The Competition for a Perfect Birth


When I was pregnant with both of my kids, I felt pressure to have a “perfect” delivery. There’s a whole market around this: doulas, birth centers, a plethora of books and videos…and Flagstaff, with its hipster vibe, is all in. An all-natural birth is the way to go; a home birth, even better.

I had Claire in the peak of the pandemic. Because of this, a home birth wasn’t an option. I chose the now extinct Birth Center in Flagstaff to deliver. I liked their woman-centered, naturalistic views. They spent a lot of time with the mother-to-be in each prenatal visit and looked at the whole person. I liked the idea of not laboring in what I saw as a sterile environment (i.e., the hospital).*

I went into labor on January 5th, 2021 at 10pm. My contractions were 2-3 minutes apart at the outset, so I was confident I’d have the baby quickly. When I got to the Birth Center, though, I learned I was only 1cm dilated. For the next 36 hours, I labored without medication, without sleep, and without food (I couldn’t keep anything down). By Friday morning, the Birth Center told me they’d exhausted their options and I needed to go to the hospital.

When I got there, I told the nurse I could not get through one more contraction without drugs. Although I had been dead set against it, I eagerly received an epidural and pitocin. After a total labor of 41 hours, I delivered a healthy baby girl.

I remember feeling so relieved when I was told that I had narrowly missed a c-section. And although I was disappointed that I hadn’t had a natural birth, I felt that I could forgive myself after the atypical ordeal of my labor.

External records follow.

//! Cropping source images into slide-ready rasters.

use crate::error::{Error, Result};
use image::{DynamicImage, ImageFormat, ImageReader};
use serde::{Deserialize, Serialize};
use std::fs;
use std::io::{BufWriter, Write};
use std::path::Path;

/// Pixels to remove from each edge of a source image.
#[derive(Debug, Clone, Copy, Default, PartialEq, Eq, Serialize, Deserialize)]
pub struct CropMargins {
    pub left: u32,
    pub right: u32,
    pub top: u32,
    pub bottom: u32,
}

/// Region of a source image kept after cropping.
#[derive(Debug, Clone, Copy, PartialEq, Eq)]
pub struct CropRect {
    pub x: u32,
    pub y: u32,
    pub width: u32,
    pub height: u32,
}

impl CropMargins {
    pub fn new(left: u32, right: u32, top: u32, bottom: u32) -> Self {
        Self {
            left,
            right,
            top,
            bottom,
        }
    }

    /// The margin with the largest value.
    pub fn max_margin(&self) -> u32 {
        self.left.max(self.right).max(self.top).max(self.bottom)
    }

    /// Crop rectangle for a `width` x `height` image.
    ///
    /// Fails when the margins leave an empty region on either axis.
    pub fn rect_for(&self, width: u32, height: u32) -> Result<CropRect> {
        let kept_width = (width as u64).checked_sub(self.left as u64 + self.right as u64);
        let kept_height = (height as u64).checked_sub(self.top as u64 + self.bottom as u64);

        match (kept_width, kept_height) {
            (Some(w), Some(h)) if w > 0 && h > 0 => Ok(CropRect {
                x: self.left,
                y: self.top,
                width: w as u32,
                height: h as u32,
            }),
            _ => Err(Error::InvalidCrop {
                width,
                height,
                left: self.left,
                right: self.right,
                top: self.top,
                bottom: self.bottom,
            }),
        }
    }
}

/// A cropped image encoded as PNG.
#[derive(Debug, Clone)]
pub struct CroppedImage {
    pub png: Vec<u8>,
    pub width: u32,
    pub height: u32,
}

/// Load and decode an image, trusting its content over its extension.
pub fn load_image(path: &Path) -> Result<DynamicImage> {
    let img = ImageReader::open(path)?.with_guessed_format()?.decode()?;
    Ok(img)
}

/// Crop `img` by `margins`.
pub fn crop(img: &DynamicImage, margins: &CropMargins) -> Result<DynamicImage> {
    let rect = margins.rect_for(img.width(), img.height())?;
    Ok(img.crop_imm(rect.x, rect.y, rect.width, rect.height))
}

/// Crop the image at `path` and encode the result as PNG.
///
/// The raster goes through a scratch file in `scratch_dir` that is removed
/// before returning.
pub fn crop_file(path: &Path, margins: &CropMargins, scratch_dir: &Path) -> Result<CroppedImage> {
    let img = load_image(path)?;
    let cropped = crop(&img, margins)?;

    let scratch = tempfile::Builder::new()
        .prefix("crop-")
        .suffix(".png")
        .tempfile_in(scratch_dir)?;
    {
        let mut writer = BufWriter::new(scratch.as_file());
        cropped.write_to(&mut writer, ImageFormat::Png)?;
        writer.flush()?;
    }
    let png = fs::read(scratch.path())?;
    scratch.close()?;

    Ok(CroppedImage {
        png,
        width: cropped.width(),
        height: cropped.height(),
    })
}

Almost three years later, I was telling my birth plan to my L and D nurse for my second child. I had decided that, again, I wanted a natural birth, unless one of three things happened: 1) the baby was in distress, 2) my labor stalled (which is what happened the first time), or 3) I passed the 24 hour mark. At 19 hours, they told me that dilation wasn’t progressing. I opted for an epidural at that point, ending my opportunity for a natural delivery. Three hours later, we met Cormac.

Did I feel like I’d failed?  Yes. Was I confused about why other women could do it and I couldn’t?  Yes. Did I feel wimpy and weak?  Yes.

I tried to talk myself out of those thoughts by reminding myself that the process didn’t matter as much as the product. But not long after, I read a friend’s social media post about her “beautiful” waterbirth experience. I felt a spike of jealousy. I started second-guessing my own experience. If I’d had a doula, would I have been able to do it?  Did I simply give up too soon?

But what I–and all of us–need to remember is that it doesn’t matter. Childbirth is beautiful and wonderful, yes, but it is also excruciating, dirty, and embarrassing. Childbirth is many things, but what it doesn’t have to be is “perfect”. Let’s peel back the social pressure of an ideal birth. Let’s understand that the road from belly to baby looks different for everyone, and your journey often doesn’t reflect your strength, your willpower, your fitness, or anything else that society smugly implies. Why should I have felt inferior for asking for medical interventions?  Conversely, why should I have felt superior for avoiding a c-section?  Women who have c-sections are amazing, as are women who choose epidurals, as are women who have successful natural births. To all the books, videos, OBs, and women who put natural births on a pedestal:  please stop. This isn’t a competition. It’s simply a means to an end. And it’s the end that counts.

*Although I was initially so reluctant to deliver in the hospital, I had fantastic experiences in the L and D department at FMC both times.